Today, with a portfolio of approximately 150 clients per month, the company has 360 employees and a monthly turnover of approximately US$12 million.
CHALLENGE
The production process of Hercules Motors is mixed, with make-to-order (MTO) and make-to-stock (MTS) production orders, but mostly MTO. Currently it has 77 primary resources divided into 23 work centres, each with its specific tools and operators.
With the rapid growth of the Hercules Motors and lack of an appropriate tool for Planning, Scheduling and Controlling in the production process, they were having some difficulties:
- Delay in deliveries and responses to the sales department;
- They accepted orders with very short turnaround dates without considering the current schedule, causing confusion in the production department and causing delays in deliveries;
- There was a planned target of 96% for on-time deliveries, but Hercules did not have enough time to plan the sequencing of the factory, the actual achieved rate could be calculated at 58% for on-time deliveries;
- Difficulty in sequencing the production stages;
- Difficulty in controlling and optimizing setups;
- Allocation of raw materials for production orders;
- Production controls;
- Management of components for each product;
- Creation of bottlenecks due to the high product mix;
- Management of preventive maintenance;
- Hability to reschedule after unforeseen events
SOLUTION
With the instability of the program and the difficulties in day to day production, the PP&C sector sought a software-based solution to be able to help them with the production schedules. During the same period another Mueller Group company was implementing Preactor for Production Scheduling in partnership with APS3, Gold Solution Provider located in Curitiba / PR. As part of the Group, Hercules Motors also began to use the Preactor solution.

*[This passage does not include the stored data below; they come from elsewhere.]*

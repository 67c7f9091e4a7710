//! Shamir recovery setups.
//!
//! The server never sees the secret: it stores the brief and share
//! certificates, the opaque ciphered recovery data and the reveal token.
//! Reconstruction happens client-side from the shares the recipients
//! decrypt.

use std::collections::HashSet;
use std::sync::Arc;

use parsec_types::{
    DateTime, DeviceID, InvitationToken, OrganizationID, ShamirRecoveryBriefCertificate,
    ShamirRecoveryDeletionCertificate, ShamirRecoveryShareCertificate, UserID,
};

use crate::ballpark::{check_ballpark, TimestampOutOfBallpark};
use crate::components::resolve_author;
use crate::config::ServerConfig;
use crate::datamodel::{
    Datamodel, InvitationClaimer, MemoryShamirDeletion, MemoryShamirSetup, MemoryShamirShare,
    ShamirStoredCertificate,
};
use crate::events::{Event, EventBus};

#[derive(Debug, thiserror::Error)]
pub enum ShamirSetupError {
    #[error("organization not found")]
    OrganizationNotFound,
    #[error("author not allowed")]
    AuthorNotAllowed,
    #[error("an active shamir recovery already exists")]
    ShamirRecoveryAlreadyExists {
        last_shamir_certificate_timestamp: DateTime,
    },
    #[error("author cannot be a recipient of its own recovery")]
    AuthorIncludedAsRecipient,
    #[error("recipient not found")]
    RecipientNotFound,
    #[error("recipient is revoked")]
    RecipientRevoked,
    #[error("share timestamps differ from the brief")]
    ShareInconsistentTimestamp,
    #[error("share recipients differ from the brief")]
    ShareRecipientsMismatch,
    #[error("invalid certificate")]
    InvalidCertificate,
    #[error(transparent)]
    TimestampOutOfBallpark(#[from] TimestampOutOfBallpark),
    #[error("timestamp must be greater than {strictly_greater_than}")]
    RequireGreaterTimestamp { strictly_greater_than: DateTime },
}

#[derive(Debug, thiserror::Error)]
pub enum ShamirDeleteError {
    #[error("organization not found")]
    OrganizationNotFound,
    #[error("author not allowed")]
    AuthorNotAllowed,
    #[error("no matching shamir recovery")]
    ShamirRecoveryNotFound,
    #[error("shamir recovery already deleted")]
    ShamirRecoveryAlreadyDeleted {
        last_shamir_certificate_timestamp: DateTime,
    },
    #[error("deletion recipients differ from the brief")]
    RecipientsMismatch,
    #[error("invalid certificate")]
    InvalidCertificate,
    #[error(transparent)]
    TimestampOutOfBallpark(#[from] TimestampOutOfBallpark),
    #[error("timestamp must be greater than {strictly_greater_than}")]
    RequireGreaterTimestamp { strictly_greater_than: DateTime },
}

#[derive(Debug, thiserror::Error)]
pub enum ShamirRevealError {
    #[error("organization not found")]
    OrganizationNotFound,
    #[error("invitation not found")]
    InvitationNotFound,
    #[error("not a shamir recovery invitation")]
    BadInvitationType,
    #[error("reveal token does not match")]
    BadRevealToken,
}

pub struct ShamirComponent {
    datamodel: Arc<Datamodel>,
    event_bus: EventBus,
    config: Arc<ServerConfig>,
}

impl ShamirComponent {
    pub fn new(datamodel: Arc<Datamodel>, event_bus: EventBus, config: Arc<ServerConfig>) -> Self {
        Self {
            datamodel,
            event_bus,
            config,
        }
    }

    #[allow(clippy::too_many_arguments)]
    pub async fn setup(
        &self,
        organization_id: &OrganizationID,
        now: DateTime,
        author: DeviceID,
        brief_certificate: &[u8],
        share_certificates: &[Vec<u8>],
        reveal_token: InvitationToken,
        ciphered_data: Vec<u8>,
    ) -> Result<(), ShamirSetupError> {
        let org = self
            .datamodel
            .organization(organization_id)
            .await
            .ok_or(ShamirSetupError::OrganizationNotFound)?;
        let mut store = org.lock().await;

        let author = resolve_author(&store, author)
            .map_err(|_| ShamirSetupError::AuthorNotAllowed)?;
        let brief = ShamirRecoveryBriefCertificate::verify_and_load(
            brief_certificate,
            &author.verify_key,
            author.device_id,
        )
        .map_err(|_| ShamirSetupError::InvalidCertificate)?;
        // A recovery is always set up by its own user
        if brief.user_id != author.user_id {
            return Err(ShamirSetupError::InvalidCertificate);
        }
        if brief.per_recipient_shares.contains_key(&author.user_id) {
            return Err(ShamirSetupError::AuthorIncludedAsRecipient);
        }
        if brief.threshold.get() > brief.total_shares() {
            return Err(ShamirSetupError::InvalidCertificate);
        }
        check_ballpark(brief.timestamp, now, &self.config.ballpark)?;

        let mut shares = Vec::with_capacity(share_certificates.len());
        let mut share_recipients = HashSet::new();
        for signed in share_certificates {
            let share = ShamirRecoveryShareCertificate::verify_and_load(
                signed,
                &author.verify_key,
                author.device_id,
                None,
            )
            .map_err(|_| ShamirSetupError::InvalidCertificate)?;
            if share.user_id != author.user_id {
                return Err(ShamirSetupError::InvalidCertificate);
            }
            if share.timestamp != brief.timestamp {
                return Err(ShamirSetupError::ShareInconsistentTimestamp);
            }
            if !share_recipients.insert(share.recipient) {
                return Err(ShamirSetupError::ShareRecipientsMismatch);
            }
            shares.push((share, signed.clone()));
        }
        let brief_recipients: HashSet<UserID> =
            brief.per_recipient_shares.keys().copied().collect();
        if share_recipients != brief_recipients {
            return Err(ShamirSetupError::ShareRecipientsMismatch);
        }
        for recipient_id in &brief_recipients {
            let recipient = store
                .users
                .get(recipient_id)
                .ok_or(ShamirSetupError::RecipientNotFound)?;
            if recipient.is_revoked() {
                return Err(ShamirSetupError::RecipientRevoked);
            }
        }

        if let Some(setup) = store.last_shamir_setup(&author.user_id) {
            if !setup.is_deleted() {
                return Err(ShamirSetupError::ShamirRecoveryAlreadyExists {
                    last_shamir_certificate_timestamp: store
                        .last_shamir_timestamp
                        .unwrap_or(setup.brief.timestamp),
                });
            }
        }
        let mut strictly_greater_than = store.last_shamir_timestamp;
        if store.last_common_timestamp > strictly_greater_than {
            strictly_greater_than = store.last_common_timestamp;
        }
        if let Some(strictly_greater_than) = strictly_greater_than {
            if brief.timestamp <= strictly_greater_than {
                return Err(ShamirSetupError::RequireGreaterTimestamp {
                    strictly_greater_than,
                });
            }
        }

        let timestamp = brief.timestamp;
        let mut brief_visible_to: Vec<UserID> = brief_recipients.iter().copied().collect();
        brief_visible_to.push(author.user_id);
        store.shamir_certificates.push(ShamirStoredCertificate {
            timestamp,
            certificate: brief_certificate.to_vec(),
            visible_to: brief_visible_to,
        });
        let mut stored_shares = std::collections::HashMap::new();
        for (share, signed) in shares {
            // Each share certificate is only served to its recipient
            store.shamir_certificates.push(ShamirStoredCertificate {
                timestamp,
                certificate: signed.clone(),
                visible_to: vec![share.recipient],
            });
            stored_shares.insert(
                share.recipient,
                MemoryShamirShare {
                    cooked: share,
                    share_certificate: signed,
                },
            );
        }
        store
            .shamir_recoveries
            .entry(author.user_id)
            .or_default()
            .push(MemoryShamirSetup {
                brief,
                brief_certificate: brief_certificate.to_vec(),
                shares: stored_shares,
                reveal_token,
                ciphered_data,
                deleted: None,
            });
        store.last_shamir_timestamp = Some(timestamp);

        tracing::info!(organization = %organization_id, user = %author.user_id, "shamir recovery set up");
        self.event_bus
            .emit(organization_id, Event::ShamirRecoveryCertificate { timestamp });
        Ok(())
    }

    pub async fn delete(
        &self,
        organization_id: &OrganizationID,
        now: DateTime,
        author: DeviceID,
        deletion_certificate: &[u8],
    ) -> Result<(), ShamirDeleteError> {
        let org = self
            .datamodel
            .organization(organization_id)
            .await
            .ok_or(ShamirDeleteError::OrganizationNotFound)?;
        let mut store = org.lock().await;

        let author = resolve_author(&store, author)
            .map_err(|_| ShamirDeleteError::AuthorNotAllowed)?;
        let deletion = ShamirRecoveryDeletionCertificate::verify_and_load(
            deletion_certificate,
            &author.verify_key,
            author.device_id,
        )
        .map_err(|_| ShamirDeleteError::InvalidCertificate)?;
        // Only the protected user deletes its own recovery
        if deletion.setup_to_delete_user_id != author.user_id {
            return Err(ShamirDeleteError::AuthorNotAllowed);
        }
        check_ballpark(deletion.timestamp, now, &self.config.ballpark)?;

        let setups = store
            .shamir_recoveries
            .get(&author.user_id)
            .ok_or(ShamirDeleteError::ShamirRecoveryNotFound)?;
        let setup_index = setups
            .iter()
            .position(|setup| setup.brief.timestamp == deletion.setup_to_delete_timestamp)
            .ok_or(ShamirDeleteError::ShamirRecoveryNotFound)?;
        let setup = &setups[setup_index];
        if setup.is_deleted() {
            return Err(ShamirDeleteError::ShamirRecoveryAlreadyDeleted {
                last_shamir_certificate_timestamp: store
                    .last_shamir_timestamp
                    .unwrap_or(deletion.setup_to_delete_timestamp),
            });
        }
        let brief_recipients: HashSet<UserID> =
            setup.brief.per_recipient_shares.keys().copied().collect();
        if deletion.share_recipients != brief_recipients {
            return Err(ShamirDeleteError::RecipientsMismatch);
        }

        if let Some(strictly_greater_than) = store.last_shamir_timestamp {
            if deletion.timestamp <= strictly_greater_than {
                return Err(ShamirDeleteError::RequireGreaterTimestamp {
                    strictly_greater_than,
                });
            }
        }

        let timestamp = deletion.timestamp;
        let mut visible_to: Vec<UserID> = brief_recipients.into_iter().collect();
        visible_to.push(author.user_id);
        store.shamir_certificates.push(ShamirStoredCertificate {
            timestamp,
            certificate: deletion_certificate.to_vec(),
            visible_to,
        });
        if let Some(setups) = store.shamir_recoveries.get_mut(&author.user_id) {
            if let Some(setup) = setups.get_mut(setup_index) {
                setup.deleted = Some(MemoryShamirDeletion {
                    cooked: deletion,
                    deletion_certificate: deletion_certificate.to_vec(),
                });
            }
        }
        store.last_shamir_timestamp = Some(timestamp);

        self.event_bus
            .emit(organization_id, Event::ShamirRecoveryCertificate { timestamp });
        Ok(())
    }

    /// Hand the ciphered recovery data to a claimer presenting the right
    /// reveal token.
    pub async fn reveal(
        &self,
        organization_id: &OrganizationID,
        token: InvitationToken,
        reveal_token: InvitationToken,
    ) -> Result<Vec<u8>, ShamirRevealError> {
        let org = self
            .datamodel
            .organization(organization_id)
            .await
            .ok_or(ShamirRevealError::OrganizationNotFound)?;
        let store = org.lock().await;

        let invitation = store
            .invitations
            .get(&token)
            .ok_or(ShamirRevealError::InvitationNotFound)?;
        let claimer_user_id = match &invitation.claimer {
            InvitationClaimer::ShamirRecovery { claimer_user_id } => *claimer_user_id,
            _ => return Err(ShamirRevealError::BadInvitationType),
        };
        let setup = store
            .last_shamir_setup(&claimer_user_id)
            .filter(|setup| !setup.is_deleted())
            .ok_or(ShamirRevealError::BadRevealToken)?;
        if setup.reveal_token != reveal_token {
            return Err(ShamirRevealError::BadRevealToken);
        }
        Ok(setup.ciphered_data.clone())
    }
}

The project was developed using SCRUM methodology, with the involvement of employees of IT, PP&C, Logistics, Manufacturing, Maintenance, Sales, Engineering Processes and Products sectors.

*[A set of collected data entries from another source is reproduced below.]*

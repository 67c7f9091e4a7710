//! # parsec-types
//!
//! Shared domain types for the Parsec server core: identifiers, timestamps,
//! profiles and roles, human handles, invitation vocabulary and the signed
//! certificate family.

pub mod certif;
pub mod id;
pub mod identity;
pub mod invite;
pub mod realm;
pub mod time;

pub use certif::{
    CertificateSigner, DataError, DataResult, DeviceCertificate, RealmKeyRotationCertificate,
    RealmNameCertificate, RealmRoleCertificate, RevokedUserCertificate,
    SequesterAuthorityCertificate, SequesterRevokedServiceCertificate, SequesterServiceCertificate,
    ShamirRecoveryBriefCertificate, ShamirRecoveryDeletionCertificate,
    ShamirRecoveryShareCertificate, UserCertificate, UserUpdateCertificate,
};
pub use id::{
    BlockID, BootstrapToken, DeviceID, GreetingAttemptID, InvitationToken, OrganizationID,
    SequesterServiceID, UserID, VlobID,
};
pub use identity::{DeviceLabel, HumanHandle, MaybeRedacted, UserProfile};
pub use invite::{
    CancelledGreetingAttemptReason, GreeterOrClaimer, InvitationStatus, InvitationType,
};
pub use realm::{ActiveUsersLimit, HashAlgorithm, RealmRole, SecretKeyAlgorithm};
pub use time::DateTime;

Hercules Motors uses an ERP system of the Mueller’s own group called Integrated Mueller (SIM), developed in GeneXus.
One of the major difficulties in conducting the project was the number of records to be processed and the labour intensive work needed to convert the data.
To implement the solution, it was necessary to make changes and create new entries into the ERP system. Moreover, it was necessary to review all the process times, create new groups of resources, and raise all the secondary tools and their relevant attributes. During the project it was assessed that the setup times should be sequence dependant. The resources were divided into 23 work centres to generate a setup matrix by using the attributes that identify the different product features.
Within the project all primary resources were scheduled by Preactor, taking into account 141 secondary constraints and 170 sequence dependent setup attributes. The production orders are scheduled monthly, reprogramming is done on a daily basis and production control is performed by a Viewer that PP&C uses to monitor production processes and collect data from the factory floor.
RESULTS
The table below displays the goals and objectives to be achieved in the project, but more surprising was that in the first four months in use, virtually all of the indicators achieved the desired results.
In addition to the indicators previously recorded, other general improvements were achieved:
- The Business Area reported a reduction of 70% in customers chasing their overdue orders;
- The relationship between the Commercial Area and Production entered into a state of harmony, dramatically reducing the “stress” between them;
- The project led to improvements in the ERP system to better serve the whole production process;
- Reduction of employee idle time during the routine manual work with spreadsheet lists reduced almost 100%;
- It was possible to internalize the production of 80,000 aluminium lids that were previously outsourced;
- The purchase planning of strategic and raw materials is synchronized with the schedule, with no more material shortages in production;
- With Preactor, the process team started to work on improving the allocation of labour, as well as taking advantage of and allocating the available resources.